Descendants of Black communities in Ontario's Grey County preserve history despite adversity

CBC
Thursday, February 10, 2022 07:34:31 PM UTC

When Gael Jackson first visited her ancestor's home, it stirred something inside her. 

 "I felt the slaves," she said. "I felt their spirit so strong that I had to leave."  

Jackson's ancestors came to Canada in the 1850s, fleeing slavery on the Underground Railroad, a journey that eventually led them to Ontario's Grey County. They settled in a place then called Negro Creek, one of several historic Black settlements dotting the area.

Ontario's early Black settlers often found their new lives in Canada marred by racism. 

"I am so proud that they were strong enough and they had faith enough to come above it," she said. 

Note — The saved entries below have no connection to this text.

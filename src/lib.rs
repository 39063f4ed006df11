#![warn(missing_docs)]

//! Blind astrometric plate solving for raw camera frames. \
//! Point sources are detected in the pixel data, their geometric pattern is matched against
//! reference stars by voting with similar triangles, and the tangent-plane
//! [World Coordinate System](wcs::Wcs) is refined by a derivative-free least squares fit
//! with iterative outlier rejection.
//!
//! The triangle technique follows
//! [Valdes et al. 1995](<https://ui.adsabs.harvard.edu/abs/1995PASP..107.1119V>),
//! "FOCAS Automatic Catalog Matching Algorithms".
//!
//! ## Interface
//! The central struct of this library is [`PlateSolver`]. It takes the detected image points and
//! the reference stars, and refines a nominal pointing guess into a [`Registration`].
//! Additional parameters are set via `PlateSolver::with_*()` functions.
//!
//! Example:
//! ```rust
//! # use ndarray::array;
//! # use platesolve::{PlateSolver, WcsParams};
//! let pixels = array![[70., 90.], [410., 60.], [250., 200.], [120., 330.]];
//! let radecs = array![[1.2, 0.5], [1.21, 0.5], [1.2, 0.51], [1.21, 0.51]];
//! let solver = PlateSolver::new(pixels, radecs)
//!     .with_image_size(512, 512)
//!     .with_max_residual(0.5);
//! let nominal = WcsParams::new(1.2, 0.5, 0., -1e-5, 1e-5);
//! let _result = solver.solve(&nominal);
//! ```
//!
//! Around the solver:
//! - [`Detector`] finds star candidates in anything implementing [`PixelGrid`].
//! - [`hunt()`] walks a spiral of trial centers, pulling reference stars from a [`Catalog`].
//! - [`WcsHeader`] reads and writes the solved fields on a caller-owned image header.
//! - [`solve_frame()`] chains them: header pointing, detection, centroids, hunt, header update.
//!
//! ## Parameters
//! - `max_residual`: Maximum accepted median distance, in pixels, between image points and their
//!     projected catalog partners. Also the floor of the outlier rejection threshold.
//! - `tolerance`: Maximum L1 distance between two triangles in triangle space for them to vote.
//! - `min_votes`: Minimum number of votes an image/catalog pairing needs to be used in the fit.
//! - `min_pairs`: Minimum number of pairs for a fit; fewer is reported as an error.
//!
//! Only with the `parallel` feature:
//! - [`PlateSolver::solve_par()`] casts the triangle votes in parallel.

pub(crate) mod geometry;
pub(crate) mod ndarray_utils;

pub mod detection;
pub mod error;
pub mod fit;
pub mod grid;
pub mod header;
pub mod hunt;
pub mod matching;
pub mod minimize;
pub mod threshold;
pub mod triangles;
pub mod wcs;

pub use detection::{Candidate, Detector, DetectorConfig};
pub use error::{CatalogError, SolveError};
pub use fit::{FitConfig, FitContext, Registration};
pub use grid::PixelGrid;
pub use header::{WcsHeader, has_wcs, nominal_from_header};
pub use hunt::{Catalog, CatalogStar, HuntConfig, hunt, solve_frame};
pub use matching::{PlateSolver, SolverConfig};
pub use minimize::{Minimizer, Minimum, NelderMead};
pub use triangles::{CandidatePair, TriangleMatcher};
pub use wcs::{Wcs, WcsParams};

/// A generic float trait such that the plate solving algorithm is generic over `f32`/`f64`.
///
/// This trait is automatically implemented for all types implementing the supertraits.
/// Particularly, this includes `f32` and `f64`.
/// [`num_traits::Float`] is not a supertrait as the need to specify the provider of the
/// redundant definitions of the basic math functions would clutter the code.
pub trait Float:
    Copy + Default + nalgebra::RealField + num_traits::FromPrimitive + num_traits::ToPrimitive
{
}

impl<F> Float for F where
    F: Copy + Default + nalgebra::RealField + num_traits::FromPrimitive + num_traits::ToPrimitive
{
}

Jackson grew up in nearby Owen Sound and recalls anti-Black racism was a part of her childhood as well. 

"There was a lot of prejudice going on at that time, when I was growing up," she said. "But we fought through it with humour, a lot of great stories and everything, and we survived." 

Eventually, Jackson began to write those stories down. She published a book last year. During her research, she learned her ancestors had once lived at Negro Creek.

"I was escalated," she said. "I just was escalated" 

Jackson now lives in Toronto. Her large family have mostly left Grey County, so she said it's especially important for her to preserve their legacy there.  

Preserving that legacy has been a life's work for Carolynn Wilson, co-founder and curator of the Sheffield Park Black History Museum.

She runs the museum with her sister Sylvia, at the site of a former campground in Clarksburg, Ont. It showcases the lives and contributions of the province's early Black communities, the loyalists, soldiers, sailors, entrepreneurs and others who once lived in places like Negro Creek. 

Recently, a sign marking Negro Creek Road was stolen. It's often gone missing over the years, something Wilson believes highlights the need to educate the public about the area's Black history. 

"It's like in our music, the minister would call something, and the people would repeat," she said. "The call is there now …how are we going to respond?"